• _What needs to be done_: In the entries below, how many lines contain the string "only"? State the number and nothing else.

• _Data shown_:

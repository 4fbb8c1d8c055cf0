//! Model artifact and the loaded-model handle
//!
//! The artifact is written once by the trainer and read once at server
//! startup. After that it is shared read-only behind an `Arc`.

use std::fs::File;
use std::io::{BufReader, BufWriter};
use std::path::{Path, PathBuf};
use std::sync::Arc;
use std::time::{Instant, SystemTime, UNIX_EPOCH};

use anyhow::{Context, Result};
use ndarray::Array1;
use serde::{Deserialize, Serialize};
use tracing::info;

use super::forest::RandomForest;

/// Bumped whenever the on-disk layout changes
pub const ARTIFACT_FORMAT_VERSION: u32 = 1;

/// Identifier of the classifier implementation, reported by `/health`
pub const CLASSIFIER_ENGINE: &str = "linfa-trees random forest";

/// Version of the library that fits the trees, reported by `/health`
pub const ML_LIBRARY_VERSION: &str = "linfa-trees 0.8";

/// Everything written to disk after training
#[derive(Serialize, Deserialize)]
pub struct ModelArtifact {
    pub format_version: u32,
    /// Images are resized to `image_size x image_size` before inference
    pub image_size: u32,
    /// Crate version that produced the artifact
    pub trained_with: String,
    /// Unix timestamp, seconds
    pub created_at: u64,
    pub forest: RandomForest,
}

impl ModelArtifact {
    pub fn new(forest: RandomForest, image_size: u32) -> Self {
        let created_at = SystemTime::now()
            .duration_since(UNIX_EPOCH)
            .map(|d| d.as_secs())
            .unwrap_or(0);

        Self {
            format_version: ARTIFACT_FORMAT_VERSION,
            image_size,
            trained_with: env!("CARGO_PKG_VERSION").to_string(),
            created_at,
            forest,
        }
    }

    pub fn save(&self, path: &Path) -> Result<()> {
        if let Some(parent) = path.parent().filter(|p| !p.as_os_str().is_empty()) {
            std::fs::create_dir_all(parent)?;
        }

        let file = File::create(path)
            .with_context(|| format!("Failed to create model file {}", path.display()))?;
        bincode::serialize_into(BufWriter::new(file), self)
            .with_context(|| format!("Failed to write model to {}", path.display()))?;
        Ok(())
    }

    pub fn load(path: &Path) -> Result<Self> {
        let file = File::open(path)
            .with_context(|| format!("Failed to open model file {}", path.display()))?;
        let artifact: ModelArtifact = bincode::deserialize_from(BufReader::new(file))
            .with_context(|| format!("Failed to decode model file {}", path.display()))?;

        if artifact.format_version != ARTIFACT_FORMAT_VERSION {
            anyhow::bail!(
                "Unsupported model format version {} (expected {})",
                artifact.format_version,
                ARTIFACT_FORMAT_VERSION
            );
        }

        let expected = (artifact.image_size as usize).pow(2);
        if artifact.forest.n_features() != expected {
            anyhow::bail!(
                "Model expects {} features but image size {} gives {}",
                artifact.forest.n_features(),
                artifact.image_size,
                expected
            );
        }

        Ok(artifact)
    }
}

/// Status of the loaded model
#[derive(Debug, Clone)]
pub struct ModelStatus {
    pub path: PathBuf,
    pub n_estimators: usize,
    pub image_size: u32,
}

/// Immutable handle to the loaded artifact
#[derive(Clone)]
pub struct ModelHandle {
    artifact: Arc<ModelArtifact>,
    path: PathBuf,
}

impl ModelHandle {
    /// Load the artifact from disk
    pub fn load(path: impl AsRef<Path>) -> Result<Self> {
        let path = path.as_ref();
        info!("Loading model from {}", path.display());
        let start = Instant::now();

        let artifact = ModelArtifact::load(path)?;

        info!(
            "Model loaded in {:?} ({} trees, {}x{} input, trained with cellscan {})",
            start.elapsed(),
            artifact.forest.n_estimators(),
            artifact.image_size,
            artifact.image_size,
            artifact.trained_with
        );

        Ok(Self::from_artifact(artifact, path))
    }

    /// Wrap an artifact that is already in memory
    pub fn from_artifact(artifact: ModelArtifact, path: impl Into<PathBuf>) -> Self {
        Self {
            artifact: Arc::new(artifact),
            path: path.into(),
        }
    }

    pub fn forest(&self) -> &RandomForest {
        &self.artifact.forest
    }

    pub fn image_size(&self) -> u32 {
        self.artifact.image_size
    }

    /// Predicted label and class probabilities for one feature vector
    pub fn predict(&self, features: &Array1<f32>) -> Result<(usize, Array1<f32>)> {
        Ok(self.artifact.forest.predict_one(features)?)
    }

    pub fn status(&self) -> ModelStatus {
        ModelStatus {
            path: self.path.clone(),
            n_estimators: self.artifact.forest.n_estimators(),
            image_size: self.artifact.image_size,
        }
    }
}
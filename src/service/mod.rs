//! Service layer module

pub mod classifier_service;
pub mod trainer;
pub mod types;

pub use classifier_service::ClassifierService;
pub use trainer::Trainer;
pub use types::*;
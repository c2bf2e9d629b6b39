use anyhow::Result;
use clap::Parser;
use tracing::{error, info};

use guessterm::core::{GameEngine, SeededSource, TargetSource, ThreadRngSource};
use guessterm::{logging, App, Config};

fn main() -> Result<()> {
    let config = Config::parse();

    if let Some(path) = &config.log_file {
        logging::init_file_logging(path)?;
    }
    info!(seed = ?config.seed, "starting guessterm");

    let source: Box<dyn TargetSource> = match config.seed {
        Some(seed) => Box::new(SeededSource::new(seed)),
        None => Box::new(ThreadRngSource),
    };
    let mut app = App::new(GameEngine::new(source));

    let mut terminal = ratatui::init();
    let result = app.run(&mut terminal);

    // Always try to restore terminal state.
    ratatui::restore();

    if let Err(e) = &result {
        error!(error = ?e, "game loop failed");
    }
    result
}
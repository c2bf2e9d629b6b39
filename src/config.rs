//! Runtime configuration.
//!
//! Resolved once at start-up by clap: command-line flags win over the
//! `GUESSTERM_*` environment variables, which win over the defaults
//! (OS-seeded randomness, logging disabled).
//!
//! Nothing is read from or written to disk apart from the optional log file.

use std::path::PathBuf;

use clap::Parser;

pub const SEED_ENV: &str = "GUESSTERM_SEED";
pub const LOG_ENV: &str = "GUESSTERM_LOG";

/// Guess the secret number between 1 and 20 in at most 5 attempts
#[derive(Parser, Debug, Clone, Default, PartialEq, Eq)]
#[command(name = "guessterm", version)]
pub struct Config {
    /// Use a reproducible sequence of targets
    #[arg(long, env = SEED_ENV)]
    pub seed: Option<u64>,

    /// Write logs to this file (filter with RUST_LOG)
    #[arg(long = "log", value_name = "PATH", env = LOG_ENV)]
    pub log_file: Option<PathBuf>,
}
//! Target selection.
//!
//! The engine never touches a global generator directly; it asks a
//! [`TargetSource`] for each new target. Production uses the thread RNG,
//! `--seed` uses a seeded `StdRng`, and tests pin the value with
//! [`FixedTarget`].

use std::ops::RangeInclusive;

use rand::rngs::StdRng;
use rand::{Rng, SeedableRng};

/// Provider of uniformly distributed targets
pub trait TargetSource {
    /// Draw a value from `range` (inclusive on both ends)
    fn next_target(&mut self, range: RangeInclusive<u32>) -> u32;
}

/// Draws from `rand::rng()`, freshly seeded per thread by the OS
#[derive(Debug, Default, Clone, Copy)]
pub struct ThreadRngSource;

impl TargetSource for ThreadRngSource {
    fn next_target(&mut self, range: RangeInclusive<u32>) -> u32 {
        rand::rng().random_range(range)
    }
}

/// Reproducible sequence of targets from a fixed seed
#[derive(Debug, Clone)]
pub struct SeededSource {
    rng: StdRng,
}

impl SeededSource {
    pub fn new(seed: u64) -> Self {
        Self {
            rng: StdRng::seed_from_u64(seed),
        }
    }
}

impl TargetSource for SeededSource {
    fn next_target(&mut self, range: RangeInclusive<u32>) -> u32 {
        self.rng.random_range(range)
    }
}

/// Always yields the same target, clamped into the requested range
#[derive(Debug, Clone, Copy, PartialEq, Eq)]
pub struct FixedTarget(pub u32);

impl TargetSource for FixedTarget {
    fn next_target(&mut self, range: RangeInclusive<u32>) -> u32 {
        self.0.clamp(*range.start(), *range.end())
    }
}

impl<S: TargetSource + ?Sized> TargetSource for Box<S> {
    fn next_target(&mut self, range: RangeInclusive<u32>) -> u32 {
        (**self).next_target(range)
    }
}
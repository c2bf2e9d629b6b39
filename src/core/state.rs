//! Game state for a single guessing session

use serde::{Deserialize, Serialize};
use std::fmt;

/// Smallest accepted guess (and smallest possible target)
pub const MIN_GUESS: u32 = 1;

/// Largest accepted guess (and largest possible target)
pub const MAX_GUESS: u32 = 20;

/// Attempt budget for every new session
pub const MAX_ATTEMPTS: u32 = 5;

/// Where a session currently stands.
///
/// `InProgress` is the only state that accepts guesses; `Won` and `Lost`
/// are terminal until the next `new_game()`.
#[derive(Debug, Clone, Copy, PartialEq, Eq, Serialize, Deserialize)]
pub enum GameStatus {
    InProgress,
    Won,
    Lost,
}

impl GameStatus {
    pub fn is_over(self) -> bool {
        !matches!(self, GameStatus::InProgress)
    }
}

/// Message shown to the player after a valid guess
#[derive(Debug, Clone, Copy, PartialEq, Eq)]
pub enum Feedback {
    /// The guess was below the target
    Higher,
    /// The guess was above the target
    Lower,
    Won { target: u32 },
    Lost { target: u32 },
}

impl fmt::Display for Feedback {
    fn fmt(&self, f: &mut fmt::Formatter<'_>) -> fmt::Result {
        match self {
            Feedback::Higher => write!(f, "🔼 The number is higher!"),
            Feedback::Lower => write!(f, "🔽 The number is lower!"),
            Feedback::Won { target } => {
                write!(f, "🎉 Congratulations! You guessed the number {}!", target)
            }
            Feedback::Lost { target } => write!(f, "😢 You lost! The number was {}.", target),
        }
    }
}

/// The engine-owned state of one session
#[derive(Debug, Clone, PartialEq, Eq)]
pub struct GameState {
    pub(crate) target: u32,
    pub(crate) attempts_remaining: u32,
    pub(crate) feedback: Option<Feedback>,
    pub(crate) status: GameStatus,
}

impl GameState {
    pub(crate) fn new(target: u32) -> Self {
        Self {
            target,
            attempts_remaining: MAX_ATTEMPTS,
            feedback: None,
            status: GameStatus::InProgress,
        }
    }

    pub fn target(&self) -> u32 {
        self.target
    }

    pub fn attempts_remaining(&self) -> u32 {
        self.attempts_remaining
    }

    pub fn feedback(&self) -> Option<Feedback> {
        self.feedback
    }

    pub fn status(&self) -> GameStatus {
        self.status
    }

    pub fn is_over(&self) -> bool {
        self.status.is_over()
    }
}

/// Render-ready snapshot handed to the presentation layer after every call.
///
/// The target is not part of the view; it only reaches the player through
/// the win/loss feedback text.
#[derive(Debug, Clone, PartialEq, Eq, Serialize, Deserialize)]
pub struct GameStateView {
    pub attempts_remaining: u32,
    pub feedback: String,
    pub is_over: bool,
    pub status: GameStatus,
}

impl From<&GameState> for GameStateView {
    fn from(state: &GameState) -> Self {
        Self {
            attempts_remaining: state.attempts_remaining,
            feedback: state.feedback.map(|f| f.to_string()).unwrap_or_default(),
            is_over: state.is_over(),
            status: state.status,
        }
    }
}

#[cfg(test)]
mod tests {
    use super::*;

    #[test]
    fn fresh_state_is_in_progress_with_full_budget() {
        let state = GameState::new(12);
        assert_eq!(state.attempts_remaining(), MAX_ATTEMPTS);
        assert_eq!(state.feedback(), None);
        assert!(!state.is_over());
    }

    #[test]
    fn terminal_statuses_are_over() {
        assert!(!GameStatus::InProgress.is_over());
        assert!(GameStatus::Won.is_over());
        assert!(GameStatus::Lost.is_over());
    }

    #[test]
    fn feedback_text() {
        assert!(Feedback::Higher.to_string().contains("higher"));
        assert!(Feedback::Lower.to_string().contains("lower"));
        assert!(Feedback::Won { target: 13 }.to_string().contains("13"));
        assert!(Feedback::Lost { target: 4 }.to_string().contains('4'));
    }

    #[test]
    fn view_hides_target_and_renders_empty_feedback() {
        let view = GameStateView::from(&GameState::new(17));
        assert_eq!(view.feedback, "");
        assert!(!view.is_over);

        let json = serde_json::to_value(&view).unwrap();
        assert!(json.get("target").is_none());
        assert_eq!(json["attempts_remaining"], 5);
        assert_eq!(json["status"], "InProgress");
    }
}
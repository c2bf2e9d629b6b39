use thiserror::Error;

/// Raised when guess text is not a usable number in the accepted range.
///
/// Always recoverable: the session is left untouched and the player can
/// simply try again.
#[derive(Error, Debug, Clone, PartialEq, Eq)]
pub enum ValidationError {
    #[error("'{input}' is not a number. Enter a number between 1 and 20.")]
    NotANumber { input: String },
    #[error("{value} is out of range. Enter a number between 1 and 20.")]
    OutOfRange { value: i64 },
}
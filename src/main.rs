//! palwatch - Palworld save observer
//!
//! Entry point for the observer process.

#![deny(clippy::all)]
#![warn(clippy::pedantic)]
#![allow(clippy::module_name_repetitions)]

use std::time::Duration;

use clap::Parser;
use palwatch::hub::BroadcastHub;
use palwatch::relay::RelayClient;
use palwatch::server::{init_metrics, init_tracing, App, ServerConfig, ServerState};
use palwatch::snapshot::shared_world;
use palwatch::watcher::spawn_pipeline;
use palwatch::{Config, Result};

/// palwatch - Palworld save observer
#[derive(Parser, Debug)]
#[command(name = "palwatch")]
#[command(author, version, about, long_about = None)]
struct Cli {
    /// Root of the save directory tree to watch
    #[arg(short, long, env = "PALWATCH_WATCH_ROOT", default_value = "./saves")]
    watch_root: std::path::PathBuf,

    /// Host address to bind to
    #[arg(long, env = "PALWATCH_HOST", default_value = "127.0.0.1")]
    host: String,

    /// Port to listen on
    #[arg(short, long, env = "PALWATCH_PORT", default_value = "8080")]
    port: u16,

    /// Log level (trace, debug, info, warn, error)
    #[arg(long, env = "PALWATCH_LOG_LEVEL", default_value = "info")]
    log_level: String,

    /// Enable JSON logging output
    #[arg(long, env = "PALWATCH_LOG_JSON")]
    log_json: bool,

    /// Quiet-period window for coalescing save writes, in milliseconds
    #[arg(long, env = "PALWATCH_DEBOUNCE_MS", default_value = "5000")]
    debounce_ms: u64,

    /// Minimum interval between automatic events, in milliseconds
    #[arg(long, env = "PALWATCH_COOLDOWN_MS", default_value = "60000")]
    cooldown_ms: u64,

    /// Upstream observer WebSocket URL; enables relay mode
    #[arg(short, long, env = "PALWATCH_UPSTREAM")]
    upstream: Option<String>,

    /// Delay between relay reconnect attempts, in seconds
    #[arg(long, env = "PALWATCH_RECONNECT_SECS", default_value = "5")]
    reconnect_secs: u64,

    /// External save parser command
    #[arg(
        long,
        env = "PALWATCH_PARSER_COMMAND",
        default_value = "palworld-save-tools"
    )]
    parser_command: String,

    /// Timeout for each parser invocation, in seconds
    #[arg(long, env = "PALWATCH_PARSER_TIMEOUT_SECS", default_value = "300")]
    parser_timeout_secs: u64,
}

#[tokio::main]
async fn main() -> Result<()> {
    let cli = Cli::parse();

    init_tracing(&cli.log_level, cli.log_json);

    tracing::info!("palwatch v{} starting...", env!("CARGO_PKG_VERSION"));

    let config = Config {
        watch_root: cli.watch_root,
        host: cli.host,
        port: cli.port,
        log_level: cli.log_level,
        debounce: Duration::from_millis(cli.debounce_ms),
        cooldown: Duration::from_millis(cli.cooldown_ms),
        upstream: cli.upstream,
        reconnect_delay: Duration::from_secs(cli.reconnect_secs),
        parser_command: cli.parser_command,
        parser_timeout: Duration::from_secs(cli.parser_timeout_secs),
    };

    tracing::debug!(?config, "Configuration loaded");
    config.validate()?;

    init_metrics();

    let hub = BroadcastHub::new();
    let world = shared_world();

    if let Some(upstream) = config.upstream.clone() {
        tracing::info!(%upstream, "Running in relay mode");
        let relay = RelayClient::new(
            upstream,
            config.reconnect_delay,
            hub.clone(),
            world.clone(),
        );
        tokio::spawn(relay.run());
    } else {
        tracing::info!(root = %config.watch_root.display(), "Running in observer mode");
        spawn_pipeline(&config, hub.clone(), world.clone());
    }

    let server_config = ServerConfig {
        host: config.host,
        port: config.port,
        ..Default::default()
    };

    let app = App::new(server_config, ServerState::new(hub, world));
    app.run().await
}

• _Expected answer_: 3